== What you should do ==
Go through the entries below and tally each line holding the string "elapsed". Return the number only.
Start of Block
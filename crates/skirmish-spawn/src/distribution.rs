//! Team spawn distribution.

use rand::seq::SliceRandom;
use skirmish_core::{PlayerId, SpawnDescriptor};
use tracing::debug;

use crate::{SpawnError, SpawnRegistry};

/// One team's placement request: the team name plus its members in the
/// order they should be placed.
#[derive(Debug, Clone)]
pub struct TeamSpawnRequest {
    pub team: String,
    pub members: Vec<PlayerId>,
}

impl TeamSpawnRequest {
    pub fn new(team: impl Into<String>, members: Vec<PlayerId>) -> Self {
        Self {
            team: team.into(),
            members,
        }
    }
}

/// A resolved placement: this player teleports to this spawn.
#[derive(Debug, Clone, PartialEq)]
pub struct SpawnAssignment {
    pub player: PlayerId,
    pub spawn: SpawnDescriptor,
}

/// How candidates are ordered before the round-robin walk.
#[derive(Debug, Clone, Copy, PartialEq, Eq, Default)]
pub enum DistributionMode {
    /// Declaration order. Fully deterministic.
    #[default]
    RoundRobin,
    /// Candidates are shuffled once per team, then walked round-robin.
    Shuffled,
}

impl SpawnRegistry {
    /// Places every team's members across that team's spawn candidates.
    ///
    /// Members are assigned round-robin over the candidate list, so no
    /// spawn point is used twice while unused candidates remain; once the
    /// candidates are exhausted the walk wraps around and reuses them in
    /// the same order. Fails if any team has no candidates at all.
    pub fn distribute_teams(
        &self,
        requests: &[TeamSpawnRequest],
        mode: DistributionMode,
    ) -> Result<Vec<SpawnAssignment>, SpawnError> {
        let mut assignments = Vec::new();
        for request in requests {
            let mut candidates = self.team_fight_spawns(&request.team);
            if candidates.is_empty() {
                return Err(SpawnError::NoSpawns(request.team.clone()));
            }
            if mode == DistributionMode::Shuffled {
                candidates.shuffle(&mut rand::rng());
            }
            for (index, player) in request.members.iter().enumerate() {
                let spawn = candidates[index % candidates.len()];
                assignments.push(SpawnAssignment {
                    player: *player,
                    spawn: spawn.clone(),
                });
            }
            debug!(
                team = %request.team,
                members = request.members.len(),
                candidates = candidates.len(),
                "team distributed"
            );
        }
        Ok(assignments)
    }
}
End of Block
Start of Block
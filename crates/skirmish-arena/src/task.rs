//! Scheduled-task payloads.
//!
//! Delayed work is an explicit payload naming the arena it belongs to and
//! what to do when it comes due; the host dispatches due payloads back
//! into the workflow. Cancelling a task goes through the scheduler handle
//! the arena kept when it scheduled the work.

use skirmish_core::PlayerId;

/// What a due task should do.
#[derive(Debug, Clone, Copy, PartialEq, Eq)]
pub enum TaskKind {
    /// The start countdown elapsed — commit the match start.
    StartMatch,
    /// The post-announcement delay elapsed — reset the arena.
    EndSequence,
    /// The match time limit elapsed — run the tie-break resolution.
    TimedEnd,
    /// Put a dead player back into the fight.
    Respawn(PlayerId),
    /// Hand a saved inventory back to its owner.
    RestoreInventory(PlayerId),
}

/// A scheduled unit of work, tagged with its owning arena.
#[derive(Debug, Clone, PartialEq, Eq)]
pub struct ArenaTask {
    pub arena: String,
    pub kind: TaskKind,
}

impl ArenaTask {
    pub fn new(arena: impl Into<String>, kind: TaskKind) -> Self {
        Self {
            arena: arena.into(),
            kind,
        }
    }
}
End of Block
== Expected output ==
3